Not long ago, India, Russia and America had announced their resolve to combat terrorism jointly. Washington established an FBI office in New Delhi. But all that was a mere exercise. Washington did not show any real interest. Several US think tanks, conscious of India's travails, also gave perfunctory sympathy. Now all of them are vociferous against terrorism. But they still do not point their finger at Musharraf who has given the name of jihad to terrorism.

As in the past, Islamabad has come to believe that the war against terrorism has given it a chance to extract the maximum military and economic assistance from America. General Zia-ul Haq did the same thing during the Soviet Union's attack on Afghanistan. India knows it too well how those arms reached the hands of jihadis and others who are still using them in their killings in Kashmir. America should realise that terrorism will continue to thrive if politics is the criterion to select the enemy.

It has taken several years but many in Pakistan have begun to realise how terrorists, primarily fundamentalists, have contaminated their society. And they feel that Pakistan has been playing with fire. But the people across the border are still not exposed to the democratic and secular India. The information reaching them is scanty and slanted. Some Pakistan journalists have gone back from Agra with a new image of India. Indian journalists themselves were surprised to find their counterparts from Pakistan so different from the stereotyped impression they had.

Such contacts, such efforts to know one another had to establish a rapport despite the differences between the two governments is all what the lighting of candles at the Wagah border on the night of August 14-15 is about. It is a tender message of peace in the jingoistic atmosphere. The establishments on both sides, including the governments, have stonewalled the relationship. It is only the people-to-people contact that will break the crust of suspicion and lessen the cliché-ridden image of one another.

A substantial part of the intelligentsia in India is against any joint Indo-Pak gathering or gestures like lighting candles at the Wagah border because it sees no difference between the government and the people. Officials have only strengthened the impression. A slow change is taking place in Pakistan but very slow. Still it is for the intelligentsia, which forms public opinion, to decide whether to tar people in Pakistan and the government with the same brush or do something to retrieve them. They do not have even an elected set-up.

We should not forget that a long, protracted anti-Pakistan feeling changes into anti-Muslim feelings. This not only puts our society under strain, but poses a challenge to our secular polity, which is still not strong enough to resist all the buffets of communalism. Certain parties and individuals want a Hindu rashtra. Hating Muslims as well as Pakistan is part of their agenda. But that was not the ethos of our national struggle in which people from all religions participated. Nor does it represent our composite culture.

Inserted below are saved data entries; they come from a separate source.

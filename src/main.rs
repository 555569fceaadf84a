//! netdiag CLI
//!
//! Connects to network devices over SSH, collects diagnostic output into
//! reports and runs quick health checks.

use std::path::PathBuf;
use std::process::ExitCode;
use std::sync::Arc;

use anyhow::{bail, Context, Result};
use clap::{Args, Parser, Subcommand};
use dialoguer::{Input, Password};
use tracing::error;

use netdiag::config::{ConfigStorage, DeviceEntry, DiagConfig};
use netdiag::diag::workflow::{self, BatchOutcome, RunOptions};
use netdiag::diag::{
    DeviceSession, DiagnosticRunner, HealthEvaluator, HealthReport, ReportFormat,
};
use netdiag::ssh::{AuthMethod, KnownHostsStore, SshConfig, SshConnector};

#[derive(Parser)]
#[command(
    name = "netdiag",
    about = "Diagnostics and health checks for network devices over SSH",
    version
)]
struct Cli {
    /// Configuration file path (default: ~/.netdiag/config.json)
    #[arg(short, long, global = true)]
    config: Option<PathBuf>,

    /// Verbose output (-v debug, -vv trace)
    #[arg(short, long, global = true, action = clap::ArgAction::Count)]
    verbose: u8,

    #[command(subcommand)]
    command: Commands,
}

#[derive(Subcommand)]
enum Commands {
    /// Full run: diagnostics, text and JSON reports, health check
    Run(RunArgs),

    /// Run diagnostic commands and write a single report
    Diagnose(DiagnoseArgs),

    /// Health check only
    Health(HealthArgs),

    /// Every device listed in the config, one after another
    Batch(BatchArgs),

    /// Write a config file populated with the defaults
    InitConfig {
        /// Overwrite an existing file
        #[arg(short, long)]
        force: bool,
    },
}

#[derive(Args)]
struct DeviceArgs {
    /// Device IP address or hostname (prompted when omitted)
    host: Option<String>,

    /// Username (prompted when omitted)
    #[arg(short, long)]
    username: Option<String>,

    /// Password (prompted when neither this nor an identity file is given)
    #[arg(short, long, env = "NETDIAG_PASSWORD", hide_env_values = true)]
    password: Option<String>,

    /// Private key file for public key authentication
    #[arg(short, long)]
    identity: Option<String>,

    /// SSH port (overrides the config)
    #[arg(long)]
    port: Option<u16>,
}

#[derive(Args)]
struct RunArgs {
    #[command(flatten)]
    device: DeviceArgs,

    /// Directory for the generated reports
    #[arg(long)]
    output_dir: Option<PathBuf>,
}

#[derive(Args)]
struct DiagnoseArgs {
    #[command(flatten)]
    device: DeviceArgs,

    /// Command to run (repeatable; default: the configured list)
    #[arg(short = 'C', long = "command")]
    commands: Vec<String>,

    /// Report format: text or json (default: from config)
    #[arg(short, long)]
    format: Option<ReportFormat>,

    /// Report file path (default: generated name)
    #[arg(short, long)]
    output: Option<PathBuf>,
}

#[derive(Args)]
struct HealthArgs {
    #[command(flatten)]
    device: DeviceArgs,

    /// Print the health report as JSON
    #[arg(long)]
    json: bool,
}

#[derive(Args)]
struct BatchArgs {
    /// Run only the health check on each device
    #[arg(long)]
    health_only: bool,

    /// Password for devices whose entry has neither password nor key
    #[arg(short, long, env = "NETDIAG_PASSWORD", hide_env_values = true)]
    password: Option<String>,

    /// Directory for the generated reports
    #[arg(long)]
    output_dir: Option<PathBuf>,
}

#[tokio::main]
async fn main() -> ExitCode {
    let cli = Cli::parse();
    netdiag::init_logging(cli.verbose);

    match run(cli).await {
        Ok(true) => ExitCode::SUCCESS,
        Ok(false) => ExitCode::FAILURE,
        Err(e) => {
            error!("{:#}", e);
            ExitCode::FAILURE
        }
    }
}

async fn run(cli: Cli) -> Result<bool> {
    let storage = match cli.config {
        Some(path) => ConfigStorage::with_path(path),
        None => ConfigStorage::new()?,
    };
    let known_hosts = || Arc::new(KnownHostsStore::open_default());

    match cli.command {
        Commands::InitConfig { force } => cmd_init_config(&storage, force).await,
        Commands::Run(args) => cmd_run(&load_config(&storage).await?, known_hosts(), args).await,
        Commands::Diagnose(args) => {
            cmd_diagnose(&load_config(&storage).await?, known_hosts(), args).await
        }
        Commands::Health(args) => {
            cmd_health(&load_config(&storage).await?, known_hosts(), args).await
        }
        Commands::Batch(args) => {
            cmd_batch(&load_config(&storage).await?, known_hosts(), args).await
        }
    }
}

async fn load_config(storage: &ConfigStorage) -> Result<DiagConfig> {
    storage
        .load()
        .await
        .with_context(|| format!("Failed to load config {}", storage.path().display()))
}

fn connector(config: &DiagConfig, known_hosts: Arc<KnownHostsStore>) -> SshConnector {
    SshConnector::new(known_hosts, config.session_setup_commands.clone())
}

/// Fill in whatever the command line left out by prompting
fn resolve_target(config: &DiagConfig, args: DeviceArgs) -> Result<SshConfig> {
    let host = match args.host {
        Some(host) => host,
        None => Input::<String>::new()
            .with_prompt("Device IP")
            .interact_text()?,
    };
    let username = match args.username {
        Some(username) => username,
        None => Input::<String>::new()
            .with_prompt("Username")
            .interact_text()?,
    };
    let auth = match (args.identity, args.password) {
        (Some(key_path), _) => AuthMethod::key(key_path, None),
        (None, Some(password)) => AuthMethod::password(password),
        (None, None) => AuthMethod::password(Password::new().with_prompt("Password").interact()?),
    };

    let mut target = config.ssh_target(host.trim(), username.trim(), auth);
    if let Some(port) = args.port {
        target.port = port;
    }
    Ok(target)
}

fn entry_auth(entry: &DeviceEntry, fallback: Option<&str>) -> Result<AuthMethod> {
    if let Some(key_path) = &entry.key_path {
        return Ok(AuthMethod::key(key_path.clone(), None));
    }
    if let Some(password) = entry.password.as_deref().or(fallback) {
        return Ok(AuthMethod::password(password));
    }
    let password = Password::new()
        .with_prompt(format!("Password for {}@{}", entry.username, entry.host))
        .interact()?;
    Ok(AuthMethod::password(password))
}

fn print_health(report: &HealthReport) {
    println!("Health Status: {}", report.status);
    for issue in &report.issues {
        println!("  - {}", issue);
    }
}

async fn cmd_run(
    config: &DiagConfig,
    known_hosts: Arc<KnownHostsStore>,
    args: RunArgs,
) -> Result<bool> {
    let target = resolve_target(config, args.device)?;
    let mut session = DeviceSession::new(
        connector(config, known_hosts),
        target,
        config.command_timeout(),
    );

    let options = RunOptions {
        format: config.report_format,
        output_dir: args.output_dir.or_else(|| config.output_dir.clone()),
        also_json: true,
        check_health: true,
        ..Default::default()
    };
    let outcome = workflow::run_device(
        &mut session,
        &DiagnosticRunner::new(config),
        &HealthEvaluator::new(config.health.clone()),
        &options,
    )
    .await?;

    for path in &outcome.reports {
        println!("Report saved to: {}", path.display());
    }
    if let Some(health) = &outcome.health {
        print_health(health);
    }
    Ok(true)
}

async fn cmd_diagnose(
    config: &DiagConfig,
    known_hosts: Arc<KnownHostsStore>,
    args: DiagnoseArgs,
) -> Result<bool> {
    let target = resolve_target(config, args.device)?;
    let mut session = DeviceSession::new(
        connector(config, known_hosts),
        target,
        config.command_timeout(),
    );

    let options = RunOptions {
        commands: Some(args.commands).filter(|c| !c.is_empty()),
        format: args.format.unwrap_or(config.report_format),
        output: args.output,
        output_dir: config.output_dir.clone(),
        ..Default::default()
    };
    let outcome = workflow::run_device(
        &mut session,
        &DiagnosticRunner::new(config),
        &HealthEvaluator::default(),
        &options,
    )
    .await?;

    for path in &outcome.reports {
        println!("Report saved to: {}", path.display());
    }
    Ok(true)
}

async fn cmd_health(
    config: &DiagConfig,
    known_hosts: Arc<KnownHostsStore>,
    args: HealthArgs,
) -> Result<bool> {
    let target = resolve_target(config, args.device)?;
    let mut session = DeviceSession::new(
        connector(config, known_hosts),
        target,
        config.command_timeout(),
    );

    let report =
        workflow::check_device(&mut session, &HealthEvaluator::new(config.health.clone())).await?;

    if args.json {
        println!("{}", serde_json::to_string_pretty(&report)?);
    } else {
        print_health(&report);
    }
    Ok(true)
}

async fn cmd_batch(
    config: &DiagConfig,
    known_hosts: Arc<KnownHostsStore>,
    args: BatchArgs,
) -> Result<bool> {
    if config.devices.is_empty() {
        bail!("No devices configured; add a \"devices\" list to the config file");
    }

    let mut sessions = Vec::with_capacity(config.devices.len());
    for entry in &config.devices {
        let auth = entry_auth(entry, args.password.as_deref())?;
        sessions.push(DeviceSession::new(
            connector(config, known_hosts.clone()),
            config.entry_target(entry, auth),
            config.command_timeout(),
        ));
    }
    let evaluator = HealthEvaluator::new(config.health.clone());

    if args.health_only {
        let results = workflow::check_batch(sessions, &evaluator).await;
        let all_ok = results.iter().all(|(_, report)| report.is_some());
        for (device, report) in results {
            match report {
                Some(report) => {
                    println!("{} ({}):", device, report.hostname);
                    print_health(&report);
                }
                None => println!("{}: skipped (connection failed)", device),
            }
        }
        return Ok(all_ok);
    }

    let options = RunOptions {
        format: config.report_format,
        output_dir: args.output_dir.or_else(|| config.output_dir.clone()),
        check_health: true,
        ..Default::default()
    };
    let summary = workflow::run_batch(
        sessions,
        &DiagnosticRunner::new(config),
        &evaluator,
        &options,
    )
    .await;

    for outcome in &summary.outcomes {
        match outcome {
            BatchOutcome::Completed(done) => {
                println!("{} ({}):", done.bundle.device(), done.bundle.hostname());
                for path in &done.reports {
                    println!("  Report saved to: {}", path.display());
                }
                if let Some(health) = &done.health {
                    print_health(health);
                }
            }
            BatchOutcome::Skipped { device } => {
                println!("{}: skipped (connection failed)", device)
            }
            BatchOutcome::Failed { device, error } => println!("{}: {}", device, error),
        }
    }
    Ok(summary.all_completed())
}

async fn cmd_init_config(storage: &ConfigStorage, force: bool) -> Result<bool> {
    if storage.exists().await && !force {
        bail!(
            "{} already exists (use --force to overwrite)",
            storage.path().display()
        );
    }
    storage.save(&DiagConfig::default()).await?;
    println!("Wrote default config to {}", storage.path().display());
    Ok(true)
}
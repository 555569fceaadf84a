//! Device session: connection state, hostname and never-failing command execution

use std::fmt;
use std::time::Duration;

use futures_util::future::BoxFuture;
use tracing::{debug, info, warn};

use super::transport::{ConnectError, Connector, RemoteShell};
use crate::ssh::{SshConfig, SshError};

/// Text returned for commands issued without a connection
pub const NOT_CONNECTED: &str = "Error: Not connected to device";

/// Prefix of the text returned when a command could not be executed
pub const EXECUTION_ERROR_PREFIX: &str = "Error executing command: ";

/// Outcome of a single command. Never an error at the call site: every variant
/// has a text form suitable for reports.
#[derive(Debug, Clone, PartialEq, Eq)]
pub enum CommandOutput {
    /// Raw device output
    Completed(String),
    /// The session was not connected
    NotConnected,
    /// The transport failed while executing the command
    Failed(String),
}

impl CommandOutput {
    /// True for `NotConnected` and `Failed`
    pub fn is_error(&self) -> bool {
        !matches!(self, CommandOutput::Completed(_))
    }

    pub fn into_text(self) -> String {
        match self {
            CommandOutput::Completed(text) => text,
            other => other.to_string(),
        }
    }
}

impl fmt::Display for CommandOutput {
    fn fmt(&self, f: &mut fmt::Formatter<'_>) -> fmt::Result {
        match self {
            CommandOutput::Completed(text) => f.write_str(text),
            CommandOutput::NotConnected => f.write_str(NOT_CONNECTED),
            CommandOutput::Failed(message) => write!(f, "{}{}", EXECUTION_ERROR_PREFIX, message),
        }
    }
}

/// One device, at most one open shell
pub struct DeviceSession<C: Connector> {
    connector: C,
    target: SshConfig,
    command_timeout: Duration,
    shell: Option<C::Shell>,
    hostname: Option<String>,
}

impl<C: Connector> DeviceSession<C> {
    pub fn new(connector: C, target: SshConfig, command_timeout: Duration) -> Self {
        Self {
            connector,
            target,
            command_timeout,
            shell: None,
            hostname: None,
        }
    }

    /// Device address as configured
    pub fn address(&self) -> &str {
        &self.target.host
    }

    /// Prompt-derived hostname; `None` until a successful connect
    pub fn hostname(&self) -> Option<&str> {
        self.hostname.as_deref()
    }

    pub fn is_connected(&self) -> bool {
        self.shell.is_some()
    }

    /// Open the session and resolve the hostname from the prompt.
    ///
    /// Returns the current hostname without reconnecting when already connected.
    pub async fn connect(&mut self) -> Result<String, ConnectError> {
        if let (Some(_), Some(hostname)) = (&self.shell, &self.hostname) {
            return Ok(hostname.clone());
        }

        info!("Connecting to {}...", self.target.host);
        let mut shell = match self.connector.connect(&self.target).await {
            Ok(shell) => shell,
            Err(e) => {
                warn!("{} ({})", e, self.target.host);
                return Err(e);
            }
        };

        let prompt = match shell.find_prompt().await {
            Ok(prompt) => prompt,
            Err(e) => {
                shell.disconnect().await;
                warn!("Could not read prompt from {}: {}", self.target.host, e);
                return Err(ConnectError::from(e));
            }
        };

        let hostname = hostname_from_prompt(&prompt);
        info!("Successfully connected to {}", hostname);

        self.shell = Some(shell);
        self.hostname = Some(hostname.clone());
        Ok(hostname)
    }

    /// Release the session. No-op when not connected.
    pub async fn disconnect(&mut self) {
        if let Some(mut shell) = self.shell.take() {
            shell.disconnect().await;
            info!(
                "Disconnected from {}",
                self.hostname.as_deref().unwrap_or(&self.target.host)
            );
        }
    }

    /// Run one command. Failures come back as [`CommandOutput`] variants.
    pub async fn run_command(&mut self, command: &str) -> CommandOutput {
        let Some(shell) = self.shell.as_mut() else {
            return CommandOutput::NotConnected;
        };

        debug!("Executing: {}", command);
        let limit = self.command_timeout;
        let result = tokio::time::timeout(limit, shell.send_command(command, limit))
            .await
            .unwrap_or_else(|_| {
                Err(SshError::Timeout(format!(
                    "No reply to '{}' after {} seconds",
                    command,
                    limit.as_secs_f32()
                )))
            });

        match result {
            Ok(output) => CommandOutput::Completed(output),
            Err(e) => {
                warn!("Command '{}' failed on {}: {}", command, self.target.host, e);
                CommandOutput::Failed(e.to_string())
            }
        }
    }

    /// Run `body` against the session, then disconnect whatever it returned.
    pub async fn scoped<T, F>(&mut self, body: F) -> T
    where
        F: for<'a> FnOnce(&'a mut Self) -> BoxFuture<'a, T>,
    {
        let out = body(self).await;
        self.disconnect().await;
        out
    }
}

/// The prompt minus its trailing delimiter (`router1#` → `router1`)
pub fn hostname_from_prompt(prompt: &str) -> String {
    let mut hostname = prompt.trim().to_string();
    hostname.pop();
    hostname
}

After Partition, Mahatma Gandhi went on fast to make New Delhi pay some Rs 60 crore to Pakistan -- its share from the division of assets. The war in Kashmir was raging at that time and Sardar Patel, then home minister, was deadly opposed to giving the money. But the Mahatma stood by his conviction that Independent India would not violate its moral obligation or the solemn promise given, whatever the price. The money was paid. Of course, this is related to values and norms, which are beyond the comprehension of people dripping with hatred and parochialism.

Pakistan is going to be an intransigent neighbour for a long time to come. India has to learn how to live with such a country. Kashmir is only a symptom, not the disease. The disease is mistrust. This has to be dispelled. Events have meandered to a situation where, even if there is a conflict, there is no settlement; even if no hostility, no harmony and even if there is no war, there is no peace. We have to go beyond this. The lighting of candles may not shatter the darkness but the message of peace never goes to waste. In the land of Gandhi, we should never lose sight of this basic truth.